Collected data entries:
BEGIN

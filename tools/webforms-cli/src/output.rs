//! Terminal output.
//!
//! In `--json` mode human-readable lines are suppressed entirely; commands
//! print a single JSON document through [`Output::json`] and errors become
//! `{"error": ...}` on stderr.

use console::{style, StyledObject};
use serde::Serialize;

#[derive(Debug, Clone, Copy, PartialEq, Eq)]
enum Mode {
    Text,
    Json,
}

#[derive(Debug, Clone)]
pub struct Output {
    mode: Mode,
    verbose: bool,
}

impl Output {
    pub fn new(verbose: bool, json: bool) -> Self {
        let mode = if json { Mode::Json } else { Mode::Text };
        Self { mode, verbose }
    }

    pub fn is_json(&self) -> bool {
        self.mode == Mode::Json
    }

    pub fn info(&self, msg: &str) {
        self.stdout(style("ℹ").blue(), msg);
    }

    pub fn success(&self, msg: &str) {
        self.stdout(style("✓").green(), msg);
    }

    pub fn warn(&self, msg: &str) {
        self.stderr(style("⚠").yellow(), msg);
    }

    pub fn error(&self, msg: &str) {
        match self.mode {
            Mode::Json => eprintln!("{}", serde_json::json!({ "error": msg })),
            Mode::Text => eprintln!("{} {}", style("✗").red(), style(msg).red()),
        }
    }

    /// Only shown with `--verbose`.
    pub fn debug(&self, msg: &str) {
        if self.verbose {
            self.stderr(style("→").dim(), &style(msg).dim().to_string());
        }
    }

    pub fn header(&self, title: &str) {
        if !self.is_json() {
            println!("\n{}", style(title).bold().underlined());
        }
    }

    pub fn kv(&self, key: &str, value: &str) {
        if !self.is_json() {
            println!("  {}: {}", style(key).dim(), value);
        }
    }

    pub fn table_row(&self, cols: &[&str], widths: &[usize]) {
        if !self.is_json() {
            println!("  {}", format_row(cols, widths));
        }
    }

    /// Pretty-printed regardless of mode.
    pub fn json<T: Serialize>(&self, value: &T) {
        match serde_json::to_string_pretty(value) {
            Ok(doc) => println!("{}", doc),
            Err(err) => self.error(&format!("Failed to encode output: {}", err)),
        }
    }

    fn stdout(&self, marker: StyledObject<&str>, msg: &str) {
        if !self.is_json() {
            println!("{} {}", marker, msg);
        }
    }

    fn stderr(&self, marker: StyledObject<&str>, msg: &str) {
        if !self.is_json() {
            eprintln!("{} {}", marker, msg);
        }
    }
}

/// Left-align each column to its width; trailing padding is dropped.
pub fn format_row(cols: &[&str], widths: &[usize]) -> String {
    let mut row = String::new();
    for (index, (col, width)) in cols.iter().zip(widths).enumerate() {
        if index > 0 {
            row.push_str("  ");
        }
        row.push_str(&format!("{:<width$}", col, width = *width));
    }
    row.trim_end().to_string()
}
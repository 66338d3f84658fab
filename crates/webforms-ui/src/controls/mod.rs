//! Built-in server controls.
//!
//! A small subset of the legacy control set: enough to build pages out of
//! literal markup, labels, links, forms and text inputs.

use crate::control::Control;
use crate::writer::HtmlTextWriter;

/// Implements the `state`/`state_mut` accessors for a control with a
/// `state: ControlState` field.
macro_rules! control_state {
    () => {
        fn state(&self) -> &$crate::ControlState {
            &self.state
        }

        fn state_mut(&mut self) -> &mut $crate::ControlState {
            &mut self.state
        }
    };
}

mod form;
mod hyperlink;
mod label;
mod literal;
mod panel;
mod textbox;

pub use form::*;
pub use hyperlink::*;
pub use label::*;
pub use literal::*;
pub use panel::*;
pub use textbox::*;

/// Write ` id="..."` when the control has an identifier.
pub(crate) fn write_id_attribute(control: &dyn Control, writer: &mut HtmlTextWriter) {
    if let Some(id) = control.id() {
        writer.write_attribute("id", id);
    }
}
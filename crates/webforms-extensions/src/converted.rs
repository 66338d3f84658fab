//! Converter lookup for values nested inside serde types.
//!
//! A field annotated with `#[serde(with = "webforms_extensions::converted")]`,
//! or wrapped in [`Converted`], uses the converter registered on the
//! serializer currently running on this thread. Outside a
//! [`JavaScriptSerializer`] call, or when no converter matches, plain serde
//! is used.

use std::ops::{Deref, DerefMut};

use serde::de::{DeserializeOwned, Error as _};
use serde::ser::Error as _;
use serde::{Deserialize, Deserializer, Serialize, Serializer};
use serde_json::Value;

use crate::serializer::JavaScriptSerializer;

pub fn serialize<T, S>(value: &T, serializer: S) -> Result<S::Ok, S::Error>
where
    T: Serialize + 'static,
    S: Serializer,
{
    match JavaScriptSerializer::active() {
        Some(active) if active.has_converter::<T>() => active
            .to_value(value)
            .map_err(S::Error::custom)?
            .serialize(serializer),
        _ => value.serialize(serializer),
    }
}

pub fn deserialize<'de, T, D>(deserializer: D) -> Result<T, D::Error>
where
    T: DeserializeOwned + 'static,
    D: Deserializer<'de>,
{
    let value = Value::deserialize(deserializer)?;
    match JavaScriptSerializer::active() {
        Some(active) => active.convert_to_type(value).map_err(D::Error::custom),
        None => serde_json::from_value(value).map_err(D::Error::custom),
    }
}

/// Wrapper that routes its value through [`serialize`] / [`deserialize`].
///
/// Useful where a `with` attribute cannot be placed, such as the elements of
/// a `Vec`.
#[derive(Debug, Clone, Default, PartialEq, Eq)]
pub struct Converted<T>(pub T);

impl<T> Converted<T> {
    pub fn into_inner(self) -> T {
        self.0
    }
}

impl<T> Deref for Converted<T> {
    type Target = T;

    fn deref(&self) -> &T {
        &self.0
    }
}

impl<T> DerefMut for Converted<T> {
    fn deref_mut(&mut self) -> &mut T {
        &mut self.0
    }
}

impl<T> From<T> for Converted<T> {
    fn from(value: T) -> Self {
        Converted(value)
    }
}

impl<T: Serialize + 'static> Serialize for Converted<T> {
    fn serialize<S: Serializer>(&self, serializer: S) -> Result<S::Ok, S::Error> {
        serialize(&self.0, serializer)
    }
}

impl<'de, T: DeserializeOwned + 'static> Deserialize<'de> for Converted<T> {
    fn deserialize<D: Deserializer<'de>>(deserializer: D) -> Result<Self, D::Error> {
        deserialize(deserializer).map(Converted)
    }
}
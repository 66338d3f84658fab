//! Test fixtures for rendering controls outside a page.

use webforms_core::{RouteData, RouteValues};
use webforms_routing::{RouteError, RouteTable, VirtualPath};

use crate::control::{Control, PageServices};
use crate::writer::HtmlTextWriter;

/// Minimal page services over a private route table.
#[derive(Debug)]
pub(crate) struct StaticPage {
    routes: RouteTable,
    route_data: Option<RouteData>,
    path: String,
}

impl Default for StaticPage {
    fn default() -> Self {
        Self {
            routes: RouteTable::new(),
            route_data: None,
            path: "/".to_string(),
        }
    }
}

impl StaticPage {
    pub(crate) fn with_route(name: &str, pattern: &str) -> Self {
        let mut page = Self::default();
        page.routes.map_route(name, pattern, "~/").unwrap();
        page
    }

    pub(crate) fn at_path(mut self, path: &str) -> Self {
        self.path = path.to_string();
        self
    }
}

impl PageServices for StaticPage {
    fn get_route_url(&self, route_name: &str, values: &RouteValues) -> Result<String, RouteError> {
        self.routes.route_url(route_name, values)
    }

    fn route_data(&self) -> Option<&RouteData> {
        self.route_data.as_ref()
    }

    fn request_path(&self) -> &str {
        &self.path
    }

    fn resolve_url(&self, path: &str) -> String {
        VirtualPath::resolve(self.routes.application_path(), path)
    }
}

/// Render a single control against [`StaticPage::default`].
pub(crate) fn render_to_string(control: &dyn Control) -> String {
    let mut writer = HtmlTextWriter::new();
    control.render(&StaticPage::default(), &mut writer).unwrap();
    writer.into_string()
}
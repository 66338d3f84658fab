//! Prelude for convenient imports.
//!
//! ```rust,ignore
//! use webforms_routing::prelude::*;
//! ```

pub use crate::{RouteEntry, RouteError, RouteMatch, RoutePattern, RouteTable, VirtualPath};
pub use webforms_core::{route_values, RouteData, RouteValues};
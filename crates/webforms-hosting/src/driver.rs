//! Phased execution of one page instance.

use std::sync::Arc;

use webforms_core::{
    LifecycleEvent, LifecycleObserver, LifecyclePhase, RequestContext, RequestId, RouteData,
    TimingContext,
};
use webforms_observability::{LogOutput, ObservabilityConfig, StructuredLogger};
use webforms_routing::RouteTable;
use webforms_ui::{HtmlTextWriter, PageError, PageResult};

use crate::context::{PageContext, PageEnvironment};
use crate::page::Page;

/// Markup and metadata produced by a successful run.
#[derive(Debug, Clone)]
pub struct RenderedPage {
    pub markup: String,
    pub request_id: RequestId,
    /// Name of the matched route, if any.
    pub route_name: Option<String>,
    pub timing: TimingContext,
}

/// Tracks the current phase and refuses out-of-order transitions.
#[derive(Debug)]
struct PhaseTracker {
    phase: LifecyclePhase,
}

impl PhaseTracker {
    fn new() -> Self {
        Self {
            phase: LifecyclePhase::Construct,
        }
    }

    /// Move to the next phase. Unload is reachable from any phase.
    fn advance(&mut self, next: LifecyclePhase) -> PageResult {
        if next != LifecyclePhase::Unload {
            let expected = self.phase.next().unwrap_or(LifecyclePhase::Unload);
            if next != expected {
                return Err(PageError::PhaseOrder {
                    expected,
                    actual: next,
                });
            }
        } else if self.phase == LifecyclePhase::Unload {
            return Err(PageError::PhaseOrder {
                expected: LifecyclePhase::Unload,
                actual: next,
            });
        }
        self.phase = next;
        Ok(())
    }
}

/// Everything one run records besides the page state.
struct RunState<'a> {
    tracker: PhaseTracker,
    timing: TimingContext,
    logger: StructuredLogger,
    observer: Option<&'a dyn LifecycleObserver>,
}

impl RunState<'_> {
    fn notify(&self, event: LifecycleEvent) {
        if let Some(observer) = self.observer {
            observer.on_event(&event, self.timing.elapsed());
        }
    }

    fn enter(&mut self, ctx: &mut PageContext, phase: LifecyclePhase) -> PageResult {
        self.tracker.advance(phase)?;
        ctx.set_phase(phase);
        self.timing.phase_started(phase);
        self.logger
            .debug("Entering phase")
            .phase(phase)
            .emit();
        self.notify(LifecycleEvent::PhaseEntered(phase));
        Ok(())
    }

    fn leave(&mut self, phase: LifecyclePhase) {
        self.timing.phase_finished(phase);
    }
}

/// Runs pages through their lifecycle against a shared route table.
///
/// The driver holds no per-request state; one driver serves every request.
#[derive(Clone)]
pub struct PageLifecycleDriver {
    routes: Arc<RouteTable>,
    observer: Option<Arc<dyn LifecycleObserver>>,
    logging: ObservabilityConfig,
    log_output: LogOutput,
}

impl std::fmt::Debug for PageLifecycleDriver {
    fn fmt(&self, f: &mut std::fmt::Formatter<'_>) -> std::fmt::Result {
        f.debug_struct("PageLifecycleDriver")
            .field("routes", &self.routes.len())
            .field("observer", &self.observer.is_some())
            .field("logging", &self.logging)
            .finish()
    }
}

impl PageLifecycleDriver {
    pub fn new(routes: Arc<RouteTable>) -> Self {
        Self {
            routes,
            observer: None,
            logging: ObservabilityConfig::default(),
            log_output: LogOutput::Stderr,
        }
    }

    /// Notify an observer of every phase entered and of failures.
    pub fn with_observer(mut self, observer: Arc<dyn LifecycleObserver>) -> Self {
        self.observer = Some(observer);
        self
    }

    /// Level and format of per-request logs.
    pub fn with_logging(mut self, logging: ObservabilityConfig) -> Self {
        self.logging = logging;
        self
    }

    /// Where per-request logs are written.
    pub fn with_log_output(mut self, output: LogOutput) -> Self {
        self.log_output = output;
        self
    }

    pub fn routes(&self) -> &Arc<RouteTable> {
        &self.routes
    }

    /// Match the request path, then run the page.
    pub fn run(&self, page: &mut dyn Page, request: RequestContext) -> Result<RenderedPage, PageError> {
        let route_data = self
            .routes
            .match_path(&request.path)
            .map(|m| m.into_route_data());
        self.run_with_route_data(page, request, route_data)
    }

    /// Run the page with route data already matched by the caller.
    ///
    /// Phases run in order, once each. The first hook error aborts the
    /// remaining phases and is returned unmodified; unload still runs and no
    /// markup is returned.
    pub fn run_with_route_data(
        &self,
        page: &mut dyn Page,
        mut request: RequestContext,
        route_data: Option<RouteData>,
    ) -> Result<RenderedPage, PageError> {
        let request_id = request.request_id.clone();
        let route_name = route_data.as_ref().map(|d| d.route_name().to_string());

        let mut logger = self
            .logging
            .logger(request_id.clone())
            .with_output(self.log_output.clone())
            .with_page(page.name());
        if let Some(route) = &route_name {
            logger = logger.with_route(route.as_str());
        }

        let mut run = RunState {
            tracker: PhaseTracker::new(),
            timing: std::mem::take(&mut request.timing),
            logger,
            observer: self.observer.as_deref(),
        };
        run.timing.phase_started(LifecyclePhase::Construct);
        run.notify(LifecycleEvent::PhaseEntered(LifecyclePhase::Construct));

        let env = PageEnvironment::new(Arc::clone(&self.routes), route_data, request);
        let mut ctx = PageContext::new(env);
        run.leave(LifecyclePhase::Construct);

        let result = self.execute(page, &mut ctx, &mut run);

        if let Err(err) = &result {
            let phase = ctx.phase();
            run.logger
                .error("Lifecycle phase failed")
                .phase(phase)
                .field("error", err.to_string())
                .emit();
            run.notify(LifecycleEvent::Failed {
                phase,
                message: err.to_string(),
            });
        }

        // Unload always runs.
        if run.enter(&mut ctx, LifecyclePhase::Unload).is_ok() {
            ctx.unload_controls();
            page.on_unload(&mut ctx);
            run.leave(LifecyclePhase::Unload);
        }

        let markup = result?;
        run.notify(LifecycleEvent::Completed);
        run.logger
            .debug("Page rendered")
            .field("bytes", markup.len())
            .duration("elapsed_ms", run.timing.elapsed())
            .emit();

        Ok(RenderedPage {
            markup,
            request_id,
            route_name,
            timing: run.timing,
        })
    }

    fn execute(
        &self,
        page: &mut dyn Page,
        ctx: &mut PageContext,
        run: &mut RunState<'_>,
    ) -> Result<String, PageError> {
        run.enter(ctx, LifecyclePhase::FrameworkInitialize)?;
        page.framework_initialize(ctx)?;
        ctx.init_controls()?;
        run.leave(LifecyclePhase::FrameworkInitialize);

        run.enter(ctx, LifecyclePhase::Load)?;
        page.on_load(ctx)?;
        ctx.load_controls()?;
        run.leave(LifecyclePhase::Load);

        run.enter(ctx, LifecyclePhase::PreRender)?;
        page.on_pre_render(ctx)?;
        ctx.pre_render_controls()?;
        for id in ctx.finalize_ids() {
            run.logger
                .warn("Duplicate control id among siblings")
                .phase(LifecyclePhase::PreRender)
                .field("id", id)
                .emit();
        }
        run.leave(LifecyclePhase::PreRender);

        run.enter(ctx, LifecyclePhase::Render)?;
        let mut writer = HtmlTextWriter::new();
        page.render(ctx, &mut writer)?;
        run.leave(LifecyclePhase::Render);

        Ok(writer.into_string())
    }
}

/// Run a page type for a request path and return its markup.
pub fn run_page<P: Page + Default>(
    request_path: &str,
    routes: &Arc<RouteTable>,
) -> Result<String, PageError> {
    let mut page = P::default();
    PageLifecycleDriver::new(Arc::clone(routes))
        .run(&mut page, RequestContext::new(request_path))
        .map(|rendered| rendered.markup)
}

END

Task item: For each line of the entries that includes "active", show that line.

Solution for this problem:
    match JavaScriptSerializer::active() {
        Some(active) if active.has_converter::<T>() => active
    match JavaScriptSerializer::active() {
        Some(active) => active.convert_to_type(value).map_err(D::Error::custom),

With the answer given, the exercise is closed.